- **Assignment**: Reproduce, please, only the lines from the first line below to the line containing "pub fn validate(&self)", inclusive.

*** Block opens ***

mod company_defaults;

pub use company_defaults::CompanyDefaults;
use crate::core::{AppError, Result};
use serde::Deserialize;
use std::env;
use std::path::PathBuf;

pub mod server;

pub use server::ServerConfig;

/// Main application configuration
#[derive(Debug, Clone)]
pub struct Config {
    pub app: AppConfig,
    pub server: ServerConfig,
}

#[derive(Debug, Clone, Deserialize)]
pub struct AppConfig {
    pub env: String,
    pub log_level: String,
    pub log_format: LogFormat,
    /// YAML file with per-company invoice defaults
    pub company_defaults_path: Option<PathBuf>,
}

#[derive(Debug, Clone, Copy, PartialEq, Eq, Deserialize)]
#[serde(rename_all = "lowercase")]
pub enum LogFormat {
    Pretty,
    Json,
}

impl std::str::FromStr for LogFormat {
    type Err = AppError;

    fn from_str(s: &str) -> Result<Self> {
        match s.to_lowercase().as_str() {
            "pretty" => Ok(LogFormat::Pretty),
            "json" => Ok(LogFormat::Json),
            _ => Err(AppError::Configuration(format!("Invalid LOG_FORMAT: {}", s))),
        }
    }
}

impl Config {
    /// Load configuration from environment variables
    pub fn from_env() -> Result<Self> {
        // Load .env file if present
        dotenvy::dotenv().ok();

        let config = Config {
            app: AppConfig {
                env: env::var("APP_ENV").unwrap_or_else(|_| "development".to_string()),
                log_level: env::var("LOG_LEVEL").unwrap_or_else(|_| "info".to_string()),
                log_format: env::var("LOG_FORMAT")
                    .unwrap_or_else(|_| "pretty".to_string())
                    .parse()?,
                company_defaults_path: env::var("COMPANY_DEFAULTS_PATH")
                    .ok()
                    .filter(|path| !path.trim().is_empty())
                    .map(PathBuf::from),
            },
            server: ServerConfig::from_env()?,
        };

        Ok(config)
    }

    pub fn is_production(&self) -> bool {
        self.app.env.eq_ignore_ascii_case("production")
    }

    /// Validate configuration
    pub fn validate(&self) -> Result<()> {
        if self.server.workers == 0 {
            return Err(AppError::Configuration(
                "Server workers must be greater than 0".to_string(),
            ));
        }

        if self.is_production() && self.server.cors_allowed_origin.is_none() {
            return Err(AppError::Configuration(
                "CORS_ALLOWED_ORIGIN must be set in production".to_string(),
            ));
        }

        Ok(())
    }
}
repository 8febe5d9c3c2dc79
//! GST Invoice Calculation Library
//!
//! Invoice totals with Indian GST (CGST/SGST or IGST) and fuel surcharge,
//! whole-rupee rounding, and amounts in words with lakh/crore grouping.

pub mod config;
pub mod core;
pub mod modules;

use actix_web::web;

// Re-export commonly used types
pub use modules::companies;
pub use modules::invoices;
pub use modules::words;

/// Register every HTTP route
///
/// Company routes need a `web::Data<CompanyDefaultsRegistry>` in app data.
pub fn configure_routes(cfg: &mut web::ServiceConfig) {
    cfg.configure(modules::health::controllers::configure)
        .configure(modules::invoices::controllers::configure_invoice_routes)
        .configure(modules::words::controllers::configure_words_routes)
        .configure(modules::companies::controllers::configure_company_routes);
}
// LineItem model as edited on the invoice form
//
// Quantity, unit price and total hold what the user typed. The unit price may
// be the "-" sentinel, in which case the total is entered by hand and never
// derived from quantity × unit price.

use rust_decimal::Decimal;
use serde::{Deserialize, Serialize};

use crate::core::money::{self, lenient};

/// Unit price value meaning "no price, total entered manually"
pub const MANUAL_PRICE_SENTINEL: &str = "-";

/// Represents a single line item on an invoice
#[derive(Debug, Clone, Default, PartialEq, Eq, Serialize, Deserialize)]
#[serde(rename_all = "camelCase")]
pub struct LineItem {
    /// Description of the goods or service
    #[serde(default)]
    pub description: String,

    /// HSN classification code, may be empty
    #[serde(default)]
    pub hsn_code: String,

    /// Quantity of items
    #[serde(default, deserialize_with = "lenient::quantity")]
    pub quantity: u32,

    /// Price per unit as entered, or `"-"` for a manual total
    #[serde(default, deserialize_with = "lenient::text")]
    pub unit_price: String,

    /// Line total as entered or derived, normally with two decimal places
    #[serde(default, deserialize_with = "lenient::text")]
    pub total: String,
}

/// Interpretation of a unit price form value
#[derive(Debug, Clone, Copy, PartialEq, Eq)]
pub enum UnitPrice {
    /// Empty or `"-"`: the total is supplied by the caller
    Manual,
    /// A price per unit; malformed input reads as zero
    Amount(Decimal),
}

impl UnitPrice {
    /// Only an empty string or the exact sentinel selects manual mode;
    /// `"0"` is an ordinary zero price.
    pub fn parse(raw: &str) -> Self {
        if raw.is_empty() || raw == MANUAL_PRICE_SENTINEL {
            UnitPrice::Manual
        } else {
            UnitPrice::Amount(money::parse_lenient(raw))
        }
    }
}

impl LineItem {
    /// Create a priced line item with its total derived immediately
    pub fn new(
        description: impl Into<String>,
        hsn_code: impl Into<String>,
        quantity: u32,
        unit_price: Decimal,
    ) -> Self {
        let total = money::format_paise(Decimal::from(quantity) * unit_price);
        Self {
            description: description.into(),
            hsn_code: hsn_code.into(),
            quantity,
            unit_price: unit_price.to_string(),
            total,
        }
    }

    /// Create a line item without a unit price whose total is given directly
    pub fn manual(
        description: impl Into<String>,
        hsn_code: impl Into<String>,
        quantity: u32,
        total: impl Into<String>,
    ) -> Self {
        Self {
            description: description.into(),
            hsn_code: hsn_code.into(),
            quantity,
            unit_price: MANUAL_PRICE_SENTINEL.to_string(),
            total: total.into(),
        }
    }

    pub fn unit_price(&self) -> UnitPrice {
        UnitPrice::parse(&self.unit_price)
    }

    pub fn is_manual(&self) -> bool {
        matches!(self.unit_price(), UnitPrice::Manual)
    }

    /// Line total as a decimal; unparseable totals count as zero
    pub fn total_amount(&self) -> Decimal {
        money::parse_lenient(&self.total)
    }
}
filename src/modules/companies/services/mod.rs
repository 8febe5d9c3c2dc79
pub mod defaults_registry;

pub use defaults_registry::CompanyDefaultsRegistry;
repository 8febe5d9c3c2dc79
use actix_web::{web, HttpResponse, Responder};
use serde::{Deserialize, Serialize};

use crate::modules::companies::services::CompanyDefaultsRegistry;

/// Health check response structure
#[derive(Debug, Serialize, Deserialize)]
pub struct HealthResponse {
    pub status: String,
    pub timestamp: String,
    pub checks: HealthChecks,
}

#[derive(Debug, Serialize, Deserialize)]
pub struct HealthChecks {
    pub application: String,
    pub company_defaults: String,
}

/// GET /health - Liveness probe
///
/// Reports how many company defaults are loaded; an empty registry is not
/// a failure since totals and words work without it.
pub async fn health_check(registry: Option<web::Data<CompanyDefaultsRegistry>>) -> impl Responder {
    let company_defaults = match registry {
        Some(registry) if !registry.is_empty() => format!("loaded ({})", registry.len()),
        _ => "not_configured".to_string(),
    };

    let response = HealthResponse {
        status: "healthy".to_string(),
        timestamp: chrono::Utc::now().to_rfc3339(),
        checks: HealthChecks {
            application: "healthy".to_string(),
            company_defaults,
        },
    };

    HttpResponse::Ok().json(response)
}

/// Configure health check routes
pub fn configure(cfg: &mut web::ServiceConfig) {
    cfg.route("/health", web::get().to(health_check));
}
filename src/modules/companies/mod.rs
pub mod controllers;
pub mod models;
pub mod services;

pub use models::CompanyDefaults;
pub use services::CompanyDefaultsRegistry;
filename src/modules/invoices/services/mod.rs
pub mod invoice_draft;
pub mod item_total;
pub mod totals_calculator;

pub use invoice_draft::InvoiceDraft;
pub use item_total::{derive_total, update_item_total, ItemTotalUpdate, ManualOverrides};
pub use totals_calculator::{compute_invoice_totals, TotalsCalculator};
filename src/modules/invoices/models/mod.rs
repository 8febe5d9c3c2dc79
mod gst;
mod line_item;
mod totals;

pub use gst::{ActiveRates, GstConfiguration, GstType};
pub use line_item::{LineItem, UnitPrice, MANUAL_PRICE_SENTINEL};
pub use totals::{ComputeTotalsRequest, InvoiceTotals, InvoiceTotalsResponse};
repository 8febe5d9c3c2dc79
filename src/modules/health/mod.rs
pub mod controllers;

*** Block closes ***

- **Answer to the problem**:
mod company_defaults;

pub use company_defaults::CompanyDefaults;
use crate::core::{AppError, Result};
use serde::Deserialize;
use std::env;
use std::path::PathBuf;

pub mod server;

pub use server::ServerConfig;

/// Main application configuration
#[derive(Debug, Clone)]
pub struct Config {
    pub app: AppConfig,
    pub server: ServerConfig,
}

#[derive(Debug, Clone, Deserialize)]
pub struct AppConfig {
    pub env: String,
    pub log_level: String,
    pub log_format: LogFormat,
    /// YAML file with per-company invoice defaults
    pub company_defaults_path: Option<PathBuf>,
}

#[derive(Debug, Clone, Copy, PartialEq, Eq, Deserialize)]
#[serde(rename_all = "lowercase")]
pub enum LogFormat {
    Pretty,
    Json,
}

impl std::str::FromStr for LogFormat {
    type Err = AppError;

    fn from_str(s: &str) -> Result<Self> {
        match s.to_lowercase().as_str() {
            "pretty" => Ok(LogFormat::Pretty),
            "json" => Ok(LogFormat::Json),
            _ => Err(AppError::Configuration(format!("Invalid LOG_FORMAT: {}", s))),
        }
    }
}

impl Config {
    /// Load configuration from environment variables
    pub fn from_env() -> Result<Self> {
        // Load .env file if present
        dotenvy::dotenv().ok();

        let config = Config {
            app: AppConfig {
                env: env::var("APP_ENV").unwrap_or_else(|_| "development".to_string()),
                log_level: env::var("LOG_LEVEL").unwrap_or_else(|_| "info".to_string()),
                log_format: env::var("LOG_FORMAT")
                    .unwrap_or_else(|_| "pretty".to_string())
                    .parse()?,
                company_defaults_path: env::var("COMPANY_DEFAULTS_PATH")
                    .ok()
                    .filter(|path| !path.trim().is_empty())
                    .map(PathBuf::from),
            },
            server: ServerConfig::from_env()?,
        };

        Ok(config)
    }

    pub fn is_production(&self) -> bool {
        self.app.env.eq_ignore_ascii_case("production")
    }

    /// Validate configuration
    pub fn validate(&self) -> Result<()> {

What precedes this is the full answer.